Aim: Small for gestational age neonates (SGA) could be subdivided into two groups according to the underlying causes leading to low birth weight. Intrauterine growth restriction (IUGR) is a pathologic condition with diminished growth velocity and fetal compromised well-being, while non-growth restricted SGA neonates are constitutionally (genetically determined) small. Antenatal sonographic measurements are used to differentiate these two subgroups. Maternal metabolic changes contribute to the pathogenesis of IUGR. A disturbed lipid metabolism and cholesterol supply might affect the fetus, with consequences for fetal programming of cardiovascular diseases. We evaluated fetal serum lipids and hypothesized a more atherogenic lipoprotein profile in IUGR fetuses.

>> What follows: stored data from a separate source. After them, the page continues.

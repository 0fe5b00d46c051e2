// core/src/parser.rs
use std::path::Path;

use log::{debug, info, warn};
use thiserror::Error;

use crate::classifier::detect_active_leg;
use crate::models::{ActiveLeg, Metadata, ParsedDocument, Sample};

/// Metadata key-value pairs are only looked for this far into the file.
pub const METADATA_SCAN_LINES: usize = 10;

#[derive(Debug, Error)]
pub enum ParseError {
    /// No line containing all of "time"/"left"/"right" was found.
    #[error("missing data header (Time,Left,Right)")]
    MissingHeader,
    /// The tabular section could not be read at all (malformed quoting etc.).
    #[error("malformed data table: {0}")]
    Table(#[from] csv::Error),
    #[error("could not read input file: {0}")]
    Io(#[from] std::io::Error),
}

/// Decimal convention of the numeric fields. Plate exports from Polish-locale
/// software write `12,34`; the core accepts either convention explicitly
/// instead of hardcoding the substitution.
#[derive(Debug, Clone, Copy, PartialEq, Eq, Default)]
pub enum DecimalSeparator {
    #[default]
    Comma,
    Dot,
}

#[derive(Debug, Clone, Copy, Default)]
pub struct ParserConfig {
    pub decimal_separator: DecimalSeparator,
}

/// Locale-decimal text -> f64. With `Comma` the first comma is substituted by
/// a dot before parsing; dot input is always accepted.
fn parse_locale_number(field: &str, sep: DecimalSeparator) -> Option<f64> {
    let s = field.trim();
    if s.is_empty() {
        return None;
    }
    match sep {
        DecimalSeparator::Comma => s.replacen(',', ".", 1).parse::<f64>().ok(),
        DecimalSeparator::Dot => s.parse::<f64>().ok(),
    }
}

/// Strip optional surrounding quotes from a metadata value.
fn metadata_value(raw: &str) -> String {
    raw.trim().trim_matches('"').to_string()
}

/// Best-effort scan of the preamble for `Key,Value` pairs. Unrecognized lines
/// are skipped silently; a recognized key with a garbled value stays `None`.
fn parse_metadata(lines: &[&str]) -> Metadata {
    let mut meta = Metadata::default();

    for line in lines.iter().take(METADATA_SCAN_LINES) {
        let mut parts = line.splitn(2, ',');
        let (Some(key), Some(rest)) = (parts.next(), parts.next()) else {
            continue;
        };
        // Value is the first field after the key; trailing fields are ignored.
        let value = metadata_value(rest.split(',').next().unwrap_or(""));

        match key.trim() {
            "Weight" => meta.weight = Some(value),
            "Frequency" => meta.frequency = value.parse::<u32>().ok(),
            "Recording Date" => meta.recording_date = Some(value),
            "AthleteId" => meta.athlete_id = Some(value),
            _ => {}
        }
    }

    meta
}

/// First line containing all three column markers, case-insensitive, in any
/// order. Everything from this line on is the data table.
fn find_header_line(lines: &[&str]) -> Option<usize> {
    lines.iter().position(|line| {
        let lower = line.to_lowercase();
        lower.contains("time") && lower.contains("left") && lower.contains("right")
    })
}

/// Column position for `name` in the header row. Exact (case-insensitive)
/// match first; substring fallback covers headers like `Time [s]`.
///
/// Case-insensitive on purpose: the reference viewer detected the header
/// case-insensitively but then extracted fields case-sensitively, so a
/// lowercase `time,left,right` header detected fine and yielded zero rows.
fn column_index(headers: &csv::StringRecord, name: &str) -> Option<usize> {
    headers
        .iter()
        .position(|h| h.trim().eq_ignore_ascii_case(name))
        .or_else(|| {
            headers
                .iter()
                .position(|h| h.to_lowercase().contains(name))
        })
}

/// Parse the tabular section (header line included in `lines`).
fn parse_table(lines: &[&str], cfg: &ParserConfig) -> Result<Vec<Sample>, ParseError> {
    let table = lines.join("\n");
    let mut reader = csv::ReaderBuilder::new()
        .flexible(true)
        .trim(csv::Trim::All)
        .from_reader(table.as_bytes());

    let headers = reader.headers()?.clone();
    let time_col = column_index(&headers, "time").ok_or(ParseError::MissingHeader)?;
    let left_col = column_index(&headers, "left").ok_or(ParseError::MissingHeader)?;
    let right_col = column_index(&headers, "right").ok_or(ParseError::MissingHeader)?;

    let sep = cfg.decimal_separator;
    let mut samples = Vec::new();
    let mut dropped = 0usize;

    for record in reader.records() {
        // Row-level failures are recovered by dropping the row; field
        // instruments commonly emit corrupt trailing lines.
        let Ok(record) = record else {
            dropped += 1;
            continue;
        };

        let time = record
            .get(time_col)
            .and_then(|f| parse_locale_number(f, sep))
            .filter(|t| t.is_finite());
        let Some(time) = time else {
            dropped += 1;
            continue;
        };

        // Missing/garbled force fields read as 0 N on an otherwise valid row.
        let left = record
            .get(left_col)
            .and_then(|f| parse_locale_number(f, sep))
            .unwrap_or(0.0);
        let right = record
            .get(right_col)
            .and_then(|f| parse_locale_number(f, sep))
            .unwrap_or(0.0);

        samples.push(Sample { time, left, right });
    }

    if dropped > 0 {
        warn!("dropped {dropped} data rows without a finite time value");
    }

    Ok(samples)
}

/// Parse one raw CSV payload into a document.
///
/// Fails only when no data header can be located (or the table is
/// unreadable); everything downstream of a successful parse is total.
/// Zero valid data rows is a valid, empty document.
pub fn parse_csv(raw: &str, cfg: &ParserConfig) -> Result<ParsedDocument, ParseError> {
    let lines: Vec<&str> = raw.lines().collect();

    let metadata = parse_metadata(&lines);

    let header_idx = find_header_line(&lines).ok_or(ParseError::MissingHeader)?;
    debug!("data header found at line {header_idx}");

    let samples = parse_table(&lines[header_idx..], cfg)?;

    let active_leg = detect_active_leg(&samples);
    let active_force = samples
        .iter()
        .map(|s| match active_leg {
            ActiveLeg::Left => s.left,
            ActiveLeg::Right => s.right,
        })
        .collect();

    Ok(ParsedDocument {
        metadata,
        samples,
        active_leg,
        active_force,
        selected_range: None,
    })
}

/// Read a file into memory and parse it. This is the single I/O boundary of
/// the pipeline; everything else operates on in-memory buffers.
pub fn parse_csv_file(path: &Path, cfg: &ParserConfig) -> Result<ParsedDocument, ParseError> {
    let raw = std::fs::read_to_string(path)?;
    let doc = parse_csv(&raw, cfg)?;
    info!(
        "parsed {} ({} samples, active leg {:?})",
        path.display(),
        doc.samples.len(),
        doc.active_leg
    );
    Ok(doc)
}

/// f64 -> shortest round-trippable text, in the configured convention.
/// Comma-decimal fields collide with the comma delimiter, so they are quoted.
fn format_locale_number(v: f64, sep: DecimalSeparator) -> String {
    let s = format!("{v}");
    match sep {
        DecimalSeparator::Comma if s.contains('.') => {
            format!("\"{}\"", s.replacen('.', ",", 1))
        }
        _ => s,
    }
}

/// Serialize samples back to a `Time,Left,Right` table using the same
/// decimal convention the parser accepts, so parse -> write -> parse is the
/// identity (within float formatting precision, which is exact here).
pub fn write_csv(samples: &[Sample], cfg: &ParserConfig) -> String {
    let sep = cfg.decimal_separator;
    let mut out = String::with_capacity(samples.len() * 24 + 16);
    out.push_str("Time,Left,Right\n");

    for s in samples {
        out.push_str(&format_locale_number(s.time, sep));
        out.push(',');
        out.push_str(&format_locale_number(s.left, sep));
        out.push(',');
        out.push_str(&format_locale_number(s.right, sep));
        out.push('\n');
    }

    out
}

Methods: Umbilical cord serum lipids and oxidative modified, low-density lipoprotein (oxLDL) concentrations were measured by colorimetric enzymatic measurements, or by ELISA. Values of IUGR (n=36) and constitutionally small for gestational age neonates (SGA, n=22) were compared with those of healthy, adequate for gestational age, born neonates (CN, n=97). SAS-statistic software was used and two-way ANOVA was adjusted for gestational age at delivery.

Results: Fetal high-density lipoprotein cholesterol (HDL-C) and total cholesterol (TC) concentrations were found to be lower in the IUGR compared to the CN and SGA groups (HDL-C: P<0.001, TC: P<0.01). Atherogenic indices, including the oxLDL/LDL-C ratio, were increased in the IUGR compared to the CN group (oxLDL/LDL-C ratio: P<0.001).

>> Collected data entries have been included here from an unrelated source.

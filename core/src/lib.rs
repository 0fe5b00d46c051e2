//! Force-plate core: the data pipeline behind the trial viewer.
//!
//! One uploaded CSV export goes in, a structured [`ParsedDocument`] comes
//! out: free-form metadata preamble split from the tabular section, rows
//! parsed with locale-aware decimals, the actively tested leg classified,
//! and helpers for downsampling and range selection on top. Everything past
//! a successful parse is a total, pure function over immutable data.

pub mod classifier;
pub mod downsample;
pub mod models;
pub mod parser;
pub mod range;
pub mod selection;

pub use classifier::{classify, detect_active_leg, LegScores};
pub use downsample::downsample;
pub use models::{ActiveLeg, Metadata, ParsedDocument, Sample, SelectedRange};
pub use parser::{parse_csv, parse_csv_file, write_csv, DecimalSeparator, ParseError, ParserConfig};
pub use range::{find_closest_index, format_time, parse_step, parse_time_input};
pub use selection::{resolve_range, SelectionIds};

/// String-in/string-out boundary for non-Rust hosts: parse with the default
/// config and return the whole document as one JSON payload. The error arm
/// carries the display form of the parse error.
pub fn parse_csv_json(raw: &str) -> Result<String, String> {
    let doc = parse_csv(raw, &ParserConfig::default()).map_err(|e| e.to_string())?;
    serde_json::to_string(&doc).map_err(|e| e.to_string())
}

Conclusion: Our results support the hypothesis of a disturbed cholesterol supply in IUGR fetuses. Born SGA has been shown to be a risk factor for developing cardiovascular disease later in life. Since HDL-C has anti-inflammatory properties, a reduced HDL-C during fetal development, and an increase in atherogenic indices, might provide a link to this observation in IUGR fetuses.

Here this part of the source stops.